Karen Harris of Losito Stud in Whitchurch was refused outline planning permission to pull down the barn and build a contemporary looking three-storey home by Herefordshire planners.
She then appealed, but the planning inspector has now rejected her bid for the new building beside the A4137 road.
Planning inspector Hannah Porter ruled: “The proposal would fundamentally harm the character and appearance of the countryside, as well as the landscape and scenic beauty of the AONB.”
She said it would be visible from the road and nearby paths, and “would appear starkly at odds and harmfully out of place”.
“The proposal would be highly prominent, starkly contrasting with the structures and land use associated with the stud farm,” she added.
The stud, which also borders the Monmouth to Ross A40 dual carriageway, is run by Giovanni Losito, the former Italian national showjumping team manager. Ms Harris is named as a director of H and L Equine Properties, the “sponsors” of the business, on the Losito website.
She won her appeal to build a log cabin on the site in 2014 and said in her current appeal that the contemporary eco house plan would “enhance the scenic beauty of the AONB” in a county with a housing supply shortfall.
Herefordshire planners rejected the scheme last October, claiming it represented an “unjustified, discordant, unsustainable new residential development of poor design, in the open countryside, that would be harmful to the character and appearance of the landscape.”
And the planning inspector backed them, saying: “The proposed dwelling would appear bulky and box-like, lacking any sense of lightness or design refinement.”
“It would not be of exceptional quality or of a suitably innovative nature to justify a new isolated home in the countryside,” she added, while pollution risks from a former landfill site nearby had not been sufficiently addressed.
However, she refused a request from the council to award costs against Ms Harris.

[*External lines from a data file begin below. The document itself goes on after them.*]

//! CLI Error Types

use rlm_core::RetentionError;
use thiserror::Error;

/// CLI-specific errors
#[derive(Error, Debug)]
pub enum CliError {
    /// Configuration error
    #[error("Configuration error: {message}")]
    ConfigError { message: String },

    /// Invalid argument
    #[error("Invalid argument: {message}")]
    InvalidArgument { message: String },

    /// Entity absent from the session cache
    #[error("Not found: {id}")]
    NotFound { id: String },

    /// Lifecycle operation failed
    #[error(transparent)]
    Retention(#[from] RetentionError),

    /// JSON error
    #[error("JSON error: {0}")]
    JsonError(#[from] serde_json::Error),

    /// I/O error
    #[error("I/O error: {0}")]
    IoError(#[from] std::io::Error),
}

/// CLI result type
pub type CliResult<T> = Result<T, CliError>;

impl CliError {
    /// Create a configuration error
    pub fn config(message: impl Into<String>) -> Self {
        CliError::ConfigError {
            message: message.into(),
        }
    }

    /// Create an invalid argument error
    pub fn invalid_arg(message: impl Into<String>) -> Self {
        CliError::InvalidArgument {
            message: message.into(),
        }
    }

    /// Create a not found error
    pub fn not_found(id: impl Into<String>) -> Self {
        CliError::NotFound { id: id.into() }
    }

    /// Get exit code for this error
    pub fn exit_code(&self) -> i32 {
        match self {
            CliError::ConfigError { .. } => 1,
            CliError::InvalidArgument { .. } => 2,
            CliError::NotFound { .. } => 21,
            CliError::Retention(e) => match e {
                RetentionError::Configuration(_) => 1,
                RetentionError::Validation(_) => 2,
                RetentionError::Persistence { .. } => 4,
                RetentionError::Authorization { .. } => 13,
                RetentionError::NotFound { .. } => 21,
                RetentionError::Conflict(_) => 23,
                RetentionError::AlreadyReleased(_) => 24,
            },
            CliError::IoError(_) => 5,
            CliError::JsonError(_) => 6,
        }
    }
}

#[cfg(test)]
mod tests {
    use super::*;
    use rlm_core::{AccessLevel, Role};

    #[test]
    fn test_config_error() {
        let err = CliError::config("Missing actor id");
        assert_eq!(err.exit_code(), 1);
        assert!(err.to_string().contains("Missing actor id"));
    }

    #[test]
    fn test_retention_exit_codes() {
        let denied: CliError = RetentionError::Authorization {
            operation: "delete retention policy".to_string(),
            required: AccessLevel::Admin,
            role: Role::Auditor,
        }
        .into();
        assert_eq!(denied.exit_code(), 13);
        assert!(denied.to_string().contains("auditor"));

        let cases = [
            (RetentionError::validation("bad"), 2),
            (RetentionError::not_found("Legal hold", "LH-1"), 21),
            (RetentionError::conflict("in use"), 23),
            (RetentionError::persistence("create policy", "HTTP 500"), 4),
        ];
        for (err, code) in cases {
            assert_eq!(CliError::from(err).exit_code(), code);
        }
    }

    #[test]
    fn test_not_found_message() {
        let err = CliError::not_found("RP-9");
        assert_eq!(err.exit_code(), 21);
        assert_eq!(err.to_string(), "Not found: RP-9");
    }
}
//! Admin Action Audit Logger
//!
//! Records every successful lifecycle mutation with the admin-action log.
//! Logging is best effort: a failed write is reported through `tracing` and
//! the journal, never to the caller of the primary operation.

use chrono::{DateTime, Utc};
use serde::{Deserialize, Serialize};
use std::collections::VecDeque;
use std::fmt;
use std::sync::Arc;
use tokio::sync::RwLock;
use tracing::{debug, warn};

use crate::backend::RetentionBackend;

/// Default journal capacity
pub const DEFAULT_JOURNAL_CAPACITY: usize = 256;

/// Audited action
#[derive(Debug, Clone, Copy, PartialEq, Eq, Hash, Serialize, Deserialize)]
#[serde(rename_all = "snake_case")]
pub enum AdminAction {
    RetentionPolicyCreated,
    RetentionPolicyUpdated,
    RetentionPolicyDeleted,
    RetentionPolicyApplied,
    LegalHoldCreated,
    LegalHoldUpdated,
    LegalHoldReleased,
    EvidenceArchived,
}

impl AdminAction {
    pub fn as_str(&self) -> &'static str {
        match self {
            AdminAction::RetentionPolicyCreated => "retention_policy_created",
            AdminAction::RetentionPolicyUpdated => "retention_policy_updated",
            AdminAction::RetentionPolicyDeleted => "retention_policy_deleted",
            AdminAction::RetentionPolicyApplied => "retention_policy_applied",
            AdminAction::LegalHoldCreated => "legal_hold_created",
            AdminAction::LegalHoldUpdated => "legal_hold_updated",
            AdminAction::LegalHoldReleased => "legal_hold_released",
            AdminAction::EvidenceArchived => "evidence_archived",
        }
    }
}

impl fmt::Display for AdminAction {
    fn fmt(&self, f: &mut fmt::Formatter<'_>) -> fmt::Result {
        f.write_str(self.as_str())
    }
}

/// Admin-action log record
#[derive(Debug, Clone, PartialEq, Serialize, Deserialize)]
#[serde(rename_all = "camelCase")]
pub struct AuditRecord {
    /// Acting wallet / user id
    pub admin_wallet: String,
    pub action: AdminAction,
    pub target_id: Option<String>,
    pub details: serde_json::Value,
    pub timestamp: DateTime<Utc>,
}

/// Journal entry: the record and whether the backend accepted it
#[derive(Debug, Clone, PartialEq, Serialize, Deserialize)]
pub struct JournalEntry {
    pub record: AuditRecord,
    pub recorded: bool,
}

/// Audit logger
pub struct AuditLogger {
    backend: Arc<dyn RetentionBackend>,
    actor_id: String,
    /// Most recent records, oldest first
    journal: RwLock<VecDeque<JournalEntry>>,
    capacity: usize,
}

impl AuditLogger {
    pub fn new(backend: Arc<dyn RetentionBackend>, actor_id: impl Into<String>) -> Self {
        Self::with_capacity(backend, actor_id, DEFAULT_JOURNAL_CAPACITY)
    }

    pub fn with_capacity(
        backend: Arc<dyn RetentionBackend>,
        actor_id: impl Into<String>,
        capacity: usize,
    ) -> Self {
        Self {
            backend,
            actor_id: actor_id.into(),
            journal: RwLock::new(VecDeque::with_capacity(capacity.min(1024))),
            capacity: capacity.max(1),
        }
    }

    /// Log an action. Returns whether the backend accepted the record.
    pub async fn log(
        &self,
        action: AdminAction,
        target_id: Option<&str>,
        details: serde_json::Value,
    ) -> bool {
        let record = AuditRecord {
            admin_wallet: self.actor_id.clone(),
            action,
            target_id: target_id.map(str::to_string),
            details,
            timestamp: Utc::now(),
        };

        let recorded = match self.backend.log_admin_action(&record).await {
            Ok(()) => {
                debug!(action = %action, target = ?target_id, "Admin action logged");
                true
            }
            Err(e) => {
                warn!(action = %action, target = ?target_id, error = %e, "Failed to log admin action");
                false
            }
        };

        let mut journal = self.journal.write().await;
        while journal.len() >= self.capacity {
            journal.pop_front();
        }
        journal.push_back(JournalEntry { record, recorded });

        recorded
    }

    /// Most recent journal entries, oldest first
    pub async fn recent(&self) -> Vec<JournalEntry> {
        self.journal.read().await.iter().cloned().collect()
    }

    /// Journal entries the backend did not accept
    pub async fn unrecorded(&self) -> Vec<JournalEntry> {
        self.journal
            .read()
            .await
            .iter()
            .filter(|entry| !entry.recorded)
            .cloned()
            .collect()
    }
}
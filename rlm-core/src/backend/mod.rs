//! Backend implementations
//!
//! - **REST**: [`HttpBackend`] for the evidence-management API
//! - **Recording**: in-memory backend used by the unit tests

pub mod http;
pub mod traits;

pub use http::HttpBackend;
pub use traits::RetentionBackend;
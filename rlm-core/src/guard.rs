//! Deletion Guard
//!
//! Advisory checks against the live backend status of an evidence item.
//! A legal hold always wins over retention.

use chrono::{DateTime, Utc};
use serde::{Deserialize, Serialize};
use serde_json::Value;
use std::sync::Arc;
use tracing::debug;

use crate::backend::RetentionBackend;
use crate::error::RetentionResult;
use crate::types::{DeletionCheck, ModificationCheck};

/// Guard verdict
#[derive(Debug, Clone, PartialEq, Eq, Serialize, Deserialize)]
#[serde(rename_all = "camelCase", tag = "verdict")]
pub enum GuardVerdict {
    Permitted,
    #[serde(rename_all = "camelCase")]
    BlockedByLegalHold {
        hold_id: Option<String>,
        reason: String,
    },
    #[serde(rename_all = "camelCase")]
    BlockedByRetention {
        expiry_date: Option<DateTime<Utc>>,
        policy: Option<Value>,
    },
}

impl GuardVerdict {
    pub fn is_permitted(&self) -> bool {
        matches!(self, GuardVerdict::Permitted)
    }

    /// Human-readable reason, if blocked
    pub fn reason(&self) -> Option<String> {
        match self {
            GuardVerdict::Permitted => None,
            GuardVerdict::BlockedByLegalHold { reason, .. } => Some(reason.clone()),
            GuardVerdict::BlockedByRetention { expiry_date, .. } => Some(match expiry_date {
                Some(date) => format!(
                    "Evidence is under active retention until {}",
                    date.format("%Y-%m-%d")
                ),
                None => "Evidence is under active retention".to_string(),
            }),
        }
    }
}

fn hold_verdict(hold_id: Option<String>, reason: Option<String>) -> GuardVerdict {
    GuardVerdict::BlockedByLegalHold {
        hold_id,
        reason: reason.unwrap_or_else(|| "Evidence is under legal hold".to_string()),
    }
}

/// Derive the deletion verdict from a status report
pub fn deletion_verdict(check: DeletionCheck) -> GuardVerdict {
    if check.has_legal_hold {
        return hold_verdict(check.legal_hold_id, check.legal_hold_reason);
    }
    if check.has_active_retention && !check.retention_expired {
        return GuardVerdict::BlockedByRetention {
            expiry_date: check.expiry_date,
            policy: check.retention_policy,
        };
    }
    GuardVerdict::Permitted
}

/// Derive the modification verdict from a status report
pub fn modification_verdict(check: ModificationCheck) -> GuardVerdict {
    if check.has_legal_hold {
        return hold_verdict(check.legal_hold_id, check.legal_hold_reason);
    }
    GuardVerdict::Permitted
}

/// Deletion and modification guard
pub struct DeletionGuard {
    backend: Arc<dyn RetentionBackend>,
}

impl DeletionGuard {
    pub fn new(backend: Arc<dyn RetentionBackend>) -> Self {
        Self { backend }
    }

    /// Whether an evidence item may be deleted
    pub async fn can_delete(&self, evidence_id: &str) -> RetentionResult<GuardVerdict> {
        let check = self.backend.deletion_check(evidence_id).await?;
        let verdict = deletion_verdict(check);
        debug!(evidence_id = %evidence_id, permitted = verdict.is_permitted(), "Deletion check");
        Ok(verdict)
    }

    /// Whether an evidence item may be modified
    pub async fn can_modify(&self, evidence_id: &str) -> RetentionResult<GuardVerdict> {
        let check = self.backend.modification_check(evidence_id).await?;
        let verdict = modification_verdict(check);
        debug!(evidence_id = %evidence_id, permitted = verdict.is_permitted(), "Modification check");
        Ok(verdict)
    }
}
//! Evidence Archiver
//!
//! Moves evidence to archival storage. Shared by user-initiated archival
//! and the expiry scheduler, so both serialize on the same evidence locks.

use chrono::Utc;
use std::sync::Arc;
use tracing::{info, warn};

use crate::access::{AccessGate, AccessLevel};
use crate::audit::{AdminAction, AuditLogger};
use crate::backend::RetentionBackend;
use crate::error::{RetentionError, RetentionResult};
use crate::locks::{evidence_key, EntityLocks};
use crate::types::ArchiveRequest;

/// Evidence archiver
pub struct EvidenceArchiver {
    backend: Arc<dyn RetentionBackend>,
    gate: Arc<AccessGate>,
    audit: Arc<AuditLogger>,
    locks: Arc<EntityLocks>,
}

impl EvidenceArchiver {
    pub fn new(
        backend: Arc<dyn RetentionBackend>,
        gate: Arc<AccessGate>,
        audit: Arc<AuditLogger>,
        locks: Arc<EntityLocks>,
    ) -> Self {
        Self {
            backend,
            gate,
            audit,
            locks,
        }
    }

    /// Archive evidence to `archive_location`
    pub async fn archive(
        &self,
        evidence_ids: &[String],
        archive_location: &str,
    ) -> RetentionResult<ArchiveRequest> {
        self.gate.require(AccessLevel::Admin, "archive evidence")?;

        if evidence_ids.is_empty() {
            return Err(RetentionError::validation(
                "at least one evidence id is required",
            ));
        }
        if archive_location.trim().is_empty() {
            return Err(RetentionError::validation(
                "archive location must not be empty",
            ));
        }

        let keys: Vec<String> = evidence_ids.iter().map(|id| evidence_key(id)).collect();
        let _guards = self.locks.lock_many(keys.iter().map(String::as_str)).await;

        let request = ArchiveRequest {
            evidence_ids: evidence_ids.to_vec(),
            archive_location: archive_location.to_string(),
            archived_by: self.gate.actor().id.clone(),
            archive_date: Utc::now(),
        };

        self.backend.archive_evidence(&request).await.map_err(|e| {
            warn!(evidence_count = evidence_ids.len(), error = %e, "Failed to archive evidence");
            e
        })?;

        info!(
            evidence_count = evidence_ids.len(),
            location = %archive_location,
            "Evidence archived"
        );

        self.audit
            .log(
                AdminAction::EvidenceArchived,
                None,
                serde_json::json!({
                    "evidenceIds": request.evidence_ids,
                    "archiveLocation": request.archive_location,
                }),
            )
            .await;

        Ok(request)
    }
}

#[cfg(test)]
mod tests {
    use super::*;
    use crate::testing::{BackendCall, Endpoint, RecordingBackend};
    use crate::types::{Actor, Role};

    fn archiver_for(backend: &Arc<RecordingBackend>, role: Role) -> EvidenceArchiver {
        let actor = Actor::new("0xadmin", role);
        EvidenceArchiver::new(
            backend.clone(),
            Arc::new(AccessGate::new(actor.clone())),
            Arc::new(AuditLogger::new(backend.clone(), actor.id)),
            Arc::new(EntityLocks::new()),
        )
    }

    #[tokio::test]
    async fn test_archive_posts_and_audits() {
        let backend = Arc::new(RecordingBackend::new());
        let archiver = archiver_for(&backend, Role::Admin);
        let ids = vec!["EV-1".to_string(), "EV-2".to_string()];

        let request = archiver.archive(&ids, "cold-storage").await.unwrap();

        assert_eq!(request.archived_by, "0xadmin");
        assert_eq!(
            backend.calls_to(Endpoint::ArchiveEvidence).await,
            vec![BackendCall::ArchiveEvidence(request.clone())]
        );
        let audit = backend.audit_records().await;
        assert_eq!(audit[0].action, AdminAction::EvidenceArchived);
        assert!(audit[0].target_id.is_none());
        assert_eq!(audit[0].details["archiveLocation"], "cold-storage");
    }

    #[tokio::test]
    async fn test_archive_requires_admin() {
        let backend = Arc::new(RecordingBackend::new());
        let archiver = archiver_for(&backend, Role::EvidenceManager);

        let err = archiver
            .archive(&["EV-1".to_string()], "cold-storage")
            .await
            .unwrap_err();
        assert!(matches!(err, RetentionError::Authorization { .. }));
        assert!(backend.calls().await.is_empty());
    }

    #[tokio::test]
    async fn test_archive_validates_input() {
        let backend = Arc::new(RecordingBackend::new());
        let archiver = archiver_for(&backend, Role::Admin);

        assert!(matches!(
            archiver.archive(&[], "cold-storage").await,
            Err(RetentionError::Validation(_))
        ));
        assert!(matches!(
            archiver.archive(&["EV-1".to_string()], " ").await,
            Err(RetentionError::Validation(_))
        ));
        assert!(backend.calls().await.is_empty());
    }

    #[tokio::test]
    async fn test_archive_failure_skips_audit() {
        let backend = Arc::new(RecordingBackend::new());
        backend.fail(Endpoint::ArchiveEvidence).await;
        let archiver = archiver_for(&backend, Role::Admin);

        let err = archiver
            .archive(&["EV-1".to_string()], "cold-storage")
            .await
            .unwrap_err();
        assert!(matches!(err, RetentionError::Persistence { .. }));
        assert!(backend.audit_records().await.is_empty());
    }
}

In the appeal, the applicant had claimed she would integrate the building within the natural landscape, increase bio-diversity at the site by providing a wider range of habitats and follow the principles of “permaculture”, including producing no waste and harnessing and storing energy.
Her appeal added: “The concept is to construct a simple but elegant dwelling design and constructed to the best eco status.”
Ecological enhancements, such as wildflower planting to create “a species rich meadow” would support rare flowers such as orchids, the pasque flower and Cotswold pennycress, plus butterflies like the Chalkhill blue and Duke of Burgundy, it said.